冒険者のランクが上がればそれだけギルドの持つ力が増すからだ。それによって早く依然と同等の力を取り戻そうとしているのだ。
しかし、それによって無理をする冒険者が続出している。人間である以上当然休息も必要であり、十分な休息が取れていないにもかかわらず依頼を受けて失敗するケースが増えてきているのだ。それがただの失敗ならいいのだが、残念ながら怪我したり場合によっては死んだりしているのだから本末転倒である。
冒険者は自己責任の世界だ。どうしても断れないような依頼以外なら断ればいいのだが、ランクの低い冒険者であればあるほど、ギルドに勧められる依頼を自分から断ると言うことは難しい。それに男なら、きれいな受付嬢に勧められればそれを断るのは難しいと言うものである。
「この街から出ていく冒険者も多いしな。
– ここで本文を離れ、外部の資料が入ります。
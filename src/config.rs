use std::time::Duration;

use figment::{
    providers::{Env, Format, Json, Serialized, Toml},
    Figment,
};
use serde::{Deserialize, Serialize};

use crate::caddy::RoutingStyle;
use crate::driver::{DriverSettings, Mode};
use crate::reconcile::UnknownDestroy;
use crate::retry::RetryPolicy;
use crate::runtime::{BufferPolicy, LabelKeys};

#[derive(Debug, Clone, PartialEq, Deserialize, Serialize)]
pub struct Config {
    pub admin_url: String,
    pub admin_timeout_secs: u64,
    pub mode: Mode,
    pub poll_interval_secs: u64,
    pub routing: RoutingStyle,
    /// Listen addresses of the server installed when the proxy is empty.
    pub listen: Vec<String>,
    pub event_buffer: BufferPolicy,
    pub retry: RetryPolicy,
    pub unknown_destroy: UnknownDestroy,
    pub labels: LabelKeys,
}

impl Default for Config {
    fn default() -> Self {
        Self {
            admin_url: "http://localhost:2019".into(),
            admin_timeout_secs: 10,
            mode: Mode::Events,
            poll_interval_secs: 5,
            routing: RoutingStyle::Port,
            listen: vec![":443".into(), ":80".into()],
            event_buffer: BufferPolicy::default(),
            retry: RetryPolicy::default(),
            unknown_destroy: UnknownDestroy::Error,
            labels: LabelKeys::default(),
        }
    }
}

impl Config {
    pub fn load() -> anyhow::Result<Self> {
        let config: Config = Self::figment()
            .extract()
            .map_err(|e| anyhow::anyhow!("Failed to load configuration: {}", e))?;
        config.validate()?;
        Ok(config)
    }

    fn figment() -> Figment {
        Figment::from(Serialized::defaults(Config::default()))
            .merge(Toml::file("caddy-discovery.toml"))
            .merge(Json::file("caddy-discovery.json"))
            .merge(Env::prefixed("CADDY_DISCOVERY_").split("__"))
    }

    fn validate(&self) -> anyhow::Result<()> {
        reqwest::Url::parse(&self.admin_url)
            .map_err(|e| anyhow::anyhow!("Invalid admin_url {:?}: {}", self.admin_url, e))?;
        if self.mode == Mode::Poll && self.poll_interval_secs == 0 {
            anyhow::bail!("poll_interval_secs must be greater than zero");
        }
        if self.event_buffer.capacity == 0 {
            anyhow::bail!("event_buffer.capacity must be greater than zero");
        }
        Ok(())
    }

    pub fn admin_timeout(&self) -> Duration {
        Duration::from_secs(self.admin_timeout_secs)
    }

    pub fn driver_settings(&self) -> DriverSettings {
        DriverSettings {
            mode: self.mode,
            poll_interval: Duration::from_secs(self.poll_interval_secs),
            style: self.routing,
            buffer: self.event_buffer,
            retry: self.retry,
            unknown_destroy: self.unknown_destroy,
        }
    }
}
俺たちも家族がいるとはいえ、別の街に拠点を移すべきかもな」
「今の俺にそのつもりはないが、お前がそうしたい気持ちもわからんではないな」
近くにあるガドの大森林が非常に危険なところであることが分かったのだ。何事も命あっての物種である。冒険者たちがガドの大森林のある街から離れたところを拠点にしようと考えるのは、ある種自然なことでもあった。
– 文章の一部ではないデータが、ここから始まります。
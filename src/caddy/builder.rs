//! Maps instances to Caddy routing fragments.
//!
//! Two shapes exist.  `Port` routing gives every instance its own server
//! listening on the instance's port and proxying to its upstream.  `Host`
//! routing shares the bootstrap server and tells instances apart by the
//! request host, with a nested subroute proxying to the instance port.
//! A process uses one style for every fragment it builds.

use std::collections::BTreeMap;

use serde::{Deserialize, Serialize};

use super::{Handler, Match, Route, Server};
use crate::types::Instance;

#[derive(Debug, Clone, Copy, PartialEq, Eq, Serialize, Deserialize)]
#[serde(rename_all = "snake_case")]
pub enum RoutingStyle {
    Port,
    Host,
}

/// Routing rule generated from one instance.
#[derive(Debug, Clone, PartialEq, Serialize)]
#[serde(untagged)]
pub enum Fragment {
    Server(Server),
    Route(Route),
}

/// The complete set of fragments in the form the admin API replaces at once.
#[derive(Debug, Clone, PartialEq, Serialize)]
#[serde(untagged)]
pub enum RoutingPayload {
    /// Servers keyed by instance identity.
    Servers(BTreeMap<String, Server>),
    /// Routes of the shared server, ordered by instance identity.
    Routes(Vec<Route>),
}

impl RoutingPayload {
    pub fn empty(style: RoutingStyle) -> Self {
        match style {
            RoutingStyle::Port => RoutingPayload::Servers(BTreeMap::new()),
            RoutingStyle::Host => RoutingPayload::Routes(Vec::new()),
        }
    }

    pub fn len(&self) -> usize {
        match self {
            RoutingPayload::Servers(servers) => servers.len(),
            RoutingPayload::Routes(routes) => routes.len(),
        }
    }

    /// Assemble a payload from `(identity, fragment)` pairs.  Fragments of
    /// the other shape are skipped.
    pub fn collect<'a>(
        style: RoutingStyle,
        fragments: impl IntoIterator<Item = (&'a String, &'a Fragment)>,
    ) -> Self {
        let mut payload = Self::empty(style);
        for (identity, fragment) in fragments {
            match (&mut payload, fragment) {
                (RoutingPayload::Servers(servers), Fragment::Server(server)) => {
                    servers.insert(identity.clone(), server.clone());
                }
                (RoutingPayload::Routes(routes), Fragment::Route(route)) => {
                    routes.push(route.clone());
                }
                _ => {}
            }
        }
        payload
    }
}

pub fn build(instance: &Instance, style: RoutingStyle) -> Fragment {
    match style {
        RoutingStyle::Port => Fragment::Server(port_server(instance.port, &instance.upstream)),
        RoutingStyle::Host => Fragment::Route(host_route(&instance.upstream, instance.port)),
    }
}

fn port_server(port: u16, upstream: &str) -> Server {
    Server {
        listen: vec![format!(":{port}")],
        routes: vec![Route {
            matchers: Vec::new(),
            handle: vec![Handler::reverse_proxy(upstream)],
        }],
    }
}

fn host_route(domain: &str, port: u16) -> Route {
    Route {
        matchers: vec![Match {
            host: vec![domain.to_string()],
        }],
        handle: vec![Handler::subroute(vec![Route {
            matchers: Vec::new(),
            handle: vec![Handler::reverse_proxy(format!(":{port}"))],
        }])],
    }
}

#[cfg(test)]
mod tests {
    use super::*;
    use serde_json::json;

    #[test]
    fn port_style_listens_on_instance_port() {
        let fragment = build(&Instance::new("a", 8080, "app:3000"), RoutingStyle::Port);
        assert_eq!(
            serde_json::to_value(&fragment).unwrap(),
            json!({
                "listen": [":8080"],
                "routes": [{"handle": [{"handler": "reverse_proxy", "upstreams": [{"dial": "app:3000"}]}]}]
            })
        );
    }

    #[test]
    fn host_style_wraps_subroute_in_host_match() {
        let fragment = build(
            &Instance::new("a", 8080, "subdomain.example.com"),
            RoutingStyle::Host,
        );
        let Fragment::Route(route) = fragment else {
            panic!("host style must produce a route");
        };

        assert_eq!(route.matchers.len(), 1);
        assert_eq!(route.matchers[0].host, vec!["subdomain.example.com"]);
        assert_eq!(route.handle.len(), 1);
        assert_eq!(route.handle[0].handler, "subroute");
        let inner = &route.handle[0].routes;
        assert_eq!(inner.len(), 1);
        assert_eq!(inner[0].handle[0].handler, "reverse_proxy");
        assert_eq!(inner[0].handle[0].upstreams[0].dial, ":8080");
    }

    #[test]
    fn build_is_byte_deterministic() {
        let instance = Instance::new("svc", 9000, "svc.internal:80");
        for style in [RoutingStyle::Port, RoutingStyle::Host] {
            let first = serde_json::to_vec(&build(&instance, style)).unwrap();
            let second = serde_json::to_vec(&build(&instance.clone(), style)).unwrap();
            assert_eq!(first, second);
        }
    }

    #[test]
    fn payload_keys_servers_by_identity() {
        let a = "a".to_string();
        let b = "b".to_string();
        let fa = build(&Instance::new("a", 8080, "app:3000"), RoutingStyle::Port);
        let fb = build(&Instance::new("b", 8081, "api:3000"), RoutingStyle::Port);

        let payload = RoutingPayload::collect(RoutingStyle::Port, [(&b, &fb), (&a, &fa)]);
        let json = serde_json::to_value(&payload).unwrap();
        let keys: Vec<_> = json.as_object().unwrap().keys().cloned().collect();
        assert_eq!(keys, vec!["a", "b"]);
    }

    #[test]
    fn empty_payload_serializes_per_style() {
        assert_eq!(
            serde_json::to_string(&RoutingPayload::empty(RoutingStyle::Port)).unwrap(),
            "{}"
        );
        assert_eq!(
            serde_json::to_string(&RoutingPayload::empty(RoutingStyle::Host)).unwrap(),
            "[]"
        );
    }
}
「ノームたちが今ホームタウンを変えたら全力で止められそうだけどな。でも、この街で冒険者ギルドの立ち位置がいろいろと変わるとなると面倒だよな」
「だな。今言えることは、ギルドの勧めに流されず自分のペースで依頼をこなしていくと言うことだけだな」
「それをお前が言うかね」
優斗とグレイはその後も会話しながら一緒に食事を楽しみ、勘定を済ませて二人はそれぞれの仲間が待つ宿に帰っていった。